───── RECORDS FOR THE TASK ─────

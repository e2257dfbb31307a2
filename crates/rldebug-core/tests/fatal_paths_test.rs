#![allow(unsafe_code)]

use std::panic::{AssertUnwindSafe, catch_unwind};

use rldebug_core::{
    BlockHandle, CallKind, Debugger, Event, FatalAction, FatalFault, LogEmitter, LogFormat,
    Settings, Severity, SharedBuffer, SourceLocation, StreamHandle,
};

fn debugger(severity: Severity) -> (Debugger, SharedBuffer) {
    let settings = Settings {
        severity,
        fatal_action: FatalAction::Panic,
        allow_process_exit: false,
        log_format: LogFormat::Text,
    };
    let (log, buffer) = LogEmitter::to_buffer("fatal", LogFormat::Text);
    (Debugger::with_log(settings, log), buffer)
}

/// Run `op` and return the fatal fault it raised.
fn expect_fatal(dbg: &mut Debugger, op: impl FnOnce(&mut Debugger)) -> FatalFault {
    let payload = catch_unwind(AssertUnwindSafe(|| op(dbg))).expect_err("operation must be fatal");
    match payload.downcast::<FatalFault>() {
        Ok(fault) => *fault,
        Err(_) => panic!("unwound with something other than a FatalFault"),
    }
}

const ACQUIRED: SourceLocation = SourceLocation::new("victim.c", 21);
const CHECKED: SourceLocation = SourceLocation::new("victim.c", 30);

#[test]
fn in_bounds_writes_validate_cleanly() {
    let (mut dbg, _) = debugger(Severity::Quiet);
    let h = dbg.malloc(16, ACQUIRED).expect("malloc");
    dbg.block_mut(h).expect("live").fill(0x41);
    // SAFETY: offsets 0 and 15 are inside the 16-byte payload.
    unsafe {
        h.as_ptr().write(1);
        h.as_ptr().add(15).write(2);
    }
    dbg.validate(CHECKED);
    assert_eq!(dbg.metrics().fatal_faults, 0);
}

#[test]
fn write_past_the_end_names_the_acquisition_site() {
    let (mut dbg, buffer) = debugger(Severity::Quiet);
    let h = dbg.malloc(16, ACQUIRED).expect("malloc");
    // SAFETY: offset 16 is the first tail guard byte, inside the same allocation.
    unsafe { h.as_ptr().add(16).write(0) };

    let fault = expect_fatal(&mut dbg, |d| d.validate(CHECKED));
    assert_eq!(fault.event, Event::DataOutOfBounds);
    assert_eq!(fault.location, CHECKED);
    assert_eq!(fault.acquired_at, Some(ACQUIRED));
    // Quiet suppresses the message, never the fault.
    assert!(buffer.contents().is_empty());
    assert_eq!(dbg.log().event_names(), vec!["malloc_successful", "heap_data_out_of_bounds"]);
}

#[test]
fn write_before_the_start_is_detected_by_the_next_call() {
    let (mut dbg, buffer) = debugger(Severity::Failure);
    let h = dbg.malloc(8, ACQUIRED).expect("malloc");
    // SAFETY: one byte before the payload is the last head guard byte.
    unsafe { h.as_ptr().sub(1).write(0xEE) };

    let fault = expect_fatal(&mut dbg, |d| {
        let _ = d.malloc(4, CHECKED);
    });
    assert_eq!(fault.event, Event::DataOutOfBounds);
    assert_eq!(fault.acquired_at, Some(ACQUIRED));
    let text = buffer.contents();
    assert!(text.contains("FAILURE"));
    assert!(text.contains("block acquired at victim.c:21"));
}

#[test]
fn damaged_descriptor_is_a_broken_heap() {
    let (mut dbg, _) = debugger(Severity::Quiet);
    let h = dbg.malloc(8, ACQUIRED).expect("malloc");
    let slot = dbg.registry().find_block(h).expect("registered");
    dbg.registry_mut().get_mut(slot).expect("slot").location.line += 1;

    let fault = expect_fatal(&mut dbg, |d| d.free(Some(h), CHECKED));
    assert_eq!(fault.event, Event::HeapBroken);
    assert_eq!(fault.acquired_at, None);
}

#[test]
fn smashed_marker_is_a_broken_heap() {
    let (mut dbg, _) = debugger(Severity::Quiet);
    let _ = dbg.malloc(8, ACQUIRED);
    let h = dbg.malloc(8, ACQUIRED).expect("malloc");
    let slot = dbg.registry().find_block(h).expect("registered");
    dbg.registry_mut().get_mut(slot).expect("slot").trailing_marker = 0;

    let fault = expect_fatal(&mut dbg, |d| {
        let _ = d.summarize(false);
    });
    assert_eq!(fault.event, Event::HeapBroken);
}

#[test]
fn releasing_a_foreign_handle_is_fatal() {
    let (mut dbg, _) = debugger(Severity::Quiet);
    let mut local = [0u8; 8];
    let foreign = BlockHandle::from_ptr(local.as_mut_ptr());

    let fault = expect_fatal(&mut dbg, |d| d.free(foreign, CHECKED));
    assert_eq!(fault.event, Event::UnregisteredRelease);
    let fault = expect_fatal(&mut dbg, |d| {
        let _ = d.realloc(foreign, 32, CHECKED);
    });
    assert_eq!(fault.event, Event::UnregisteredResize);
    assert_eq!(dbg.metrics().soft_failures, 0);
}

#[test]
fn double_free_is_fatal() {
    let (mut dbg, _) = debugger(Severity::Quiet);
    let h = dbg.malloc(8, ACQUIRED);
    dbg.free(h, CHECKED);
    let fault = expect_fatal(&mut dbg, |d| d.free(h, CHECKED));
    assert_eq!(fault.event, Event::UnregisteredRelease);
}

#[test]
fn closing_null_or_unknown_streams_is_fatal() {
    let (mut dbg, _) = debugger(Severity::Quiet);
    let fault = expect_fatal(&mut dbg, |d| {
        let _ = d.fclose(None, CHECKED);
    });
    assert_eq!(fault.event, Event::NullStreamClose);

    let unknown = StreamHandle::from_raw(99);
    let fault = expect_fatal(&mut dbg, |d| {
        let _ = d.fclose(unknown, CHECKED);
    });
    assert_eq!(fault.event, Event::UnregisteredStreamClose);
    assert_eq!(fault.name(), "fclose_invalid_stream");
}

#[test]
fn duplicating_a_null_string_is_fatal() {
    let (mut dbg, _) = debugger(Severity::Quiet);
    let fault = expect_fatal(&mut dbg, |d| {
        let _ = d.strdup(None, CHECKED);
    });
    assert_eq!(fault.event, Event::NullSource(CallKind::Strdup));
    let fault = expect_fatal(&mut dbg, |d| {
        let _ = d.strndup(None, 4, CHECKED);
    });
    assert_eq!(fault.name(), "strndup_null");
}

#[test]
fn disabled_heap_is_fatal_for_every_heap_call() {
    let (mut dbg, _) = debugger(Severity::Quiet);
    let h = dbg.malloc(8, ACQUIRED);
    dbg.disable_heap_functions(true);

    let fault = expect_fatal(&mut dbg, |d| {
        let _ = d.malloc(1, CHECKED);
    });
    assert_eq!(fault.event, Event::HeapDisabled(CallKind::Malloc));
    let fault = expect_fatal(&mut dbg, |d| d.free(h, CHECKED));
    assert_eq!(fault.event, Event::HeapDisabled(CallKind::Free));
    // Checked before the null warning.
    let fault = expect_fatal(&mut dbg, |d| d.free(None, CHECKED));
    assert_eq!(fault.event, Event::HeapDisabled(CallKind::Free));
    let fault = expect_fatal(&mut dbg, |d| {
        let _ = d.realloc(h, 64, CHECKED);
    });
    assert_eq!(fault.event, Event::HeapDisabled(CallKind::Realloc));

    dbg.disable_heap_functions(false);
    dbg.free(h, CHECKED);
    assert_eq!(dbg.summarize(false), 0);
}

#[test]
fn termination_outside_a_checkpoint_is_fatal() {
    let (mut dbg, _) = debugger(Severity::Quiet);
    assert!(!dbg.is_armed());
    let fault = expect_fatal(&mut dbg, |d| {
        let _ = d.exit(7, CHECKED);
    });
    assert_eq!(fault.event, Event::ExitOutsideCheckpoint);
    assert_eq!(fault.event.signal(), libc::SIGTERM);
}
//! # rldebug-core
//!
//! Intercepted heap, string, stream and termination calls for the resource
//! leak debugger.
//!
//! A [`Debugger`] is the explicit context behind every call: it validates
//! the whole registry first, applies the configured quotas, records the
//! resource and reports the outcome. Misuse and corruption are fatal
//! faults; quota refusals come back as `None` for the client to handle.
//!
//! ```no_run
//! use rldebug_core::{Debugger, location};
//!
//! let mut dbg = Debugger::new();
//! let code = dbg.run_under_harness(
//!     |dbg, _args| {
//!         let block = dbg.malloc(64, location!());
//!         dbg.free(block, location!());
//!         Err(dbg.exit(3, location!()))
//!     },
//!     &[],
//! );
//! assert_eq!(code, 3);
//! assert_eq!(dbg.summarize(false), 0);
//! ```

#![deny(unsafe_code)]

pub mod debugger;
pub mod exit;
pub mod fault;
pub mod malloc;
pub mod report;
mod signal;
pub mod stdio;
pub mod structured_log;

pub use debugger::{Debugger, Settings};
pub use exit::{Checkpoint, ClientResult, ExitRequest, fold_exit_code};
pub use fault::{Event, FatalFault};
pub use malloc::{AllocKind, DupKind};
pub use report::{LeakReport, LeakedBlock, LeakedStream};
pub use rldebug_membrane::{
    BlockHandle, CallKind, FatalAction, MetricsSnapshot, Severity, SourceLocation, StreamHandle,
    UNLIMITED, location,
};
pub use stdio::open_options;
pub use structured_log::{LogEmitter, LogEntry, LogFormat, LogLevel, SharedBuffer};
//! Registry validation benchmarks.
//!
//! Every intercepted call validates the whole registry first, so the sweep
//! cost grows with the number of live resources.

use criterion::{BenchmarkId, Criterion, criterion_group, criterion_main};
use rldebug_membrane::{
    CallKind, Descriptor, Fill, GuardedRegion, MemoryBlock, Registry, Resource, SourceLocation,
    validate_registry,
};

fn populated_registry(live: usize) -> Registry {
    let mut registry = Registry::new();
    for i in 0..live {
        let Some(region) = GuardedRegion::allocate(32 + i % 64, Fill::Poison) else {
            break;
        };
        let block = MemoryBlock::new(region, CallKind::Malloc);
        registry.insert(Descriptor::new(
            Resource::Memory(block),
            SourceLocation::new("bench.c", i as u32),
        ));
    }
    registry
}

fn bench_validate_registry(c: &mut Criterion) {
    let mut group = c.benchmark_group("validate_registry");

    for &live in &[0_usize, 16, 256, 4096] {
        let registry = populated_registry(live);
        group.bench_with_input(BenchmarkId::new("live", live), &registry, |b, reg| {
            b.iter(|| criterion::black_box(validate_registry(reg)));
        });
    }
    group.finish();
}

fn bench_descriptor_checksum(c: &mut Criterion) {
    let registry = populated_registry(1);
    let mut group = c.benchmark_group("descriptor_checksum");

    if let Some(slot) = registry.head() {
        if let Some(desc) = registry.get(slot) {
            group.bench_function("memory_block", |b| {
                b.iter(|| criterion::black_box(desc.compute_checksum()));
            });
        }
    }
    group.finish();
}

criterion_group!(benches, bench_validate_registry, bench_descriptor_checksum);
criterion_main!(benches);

─────

* REQUIREMENT:
Show all lines from the data above in which the word "first" appears.

* SOLUTION:
    // SAFETY: offset 16 is the first tail guard byte, inside the same allocation.
//! the whole registry first, applies the configured quotas, records the
//! Every intercepted call validates the whole registry first, so the sweep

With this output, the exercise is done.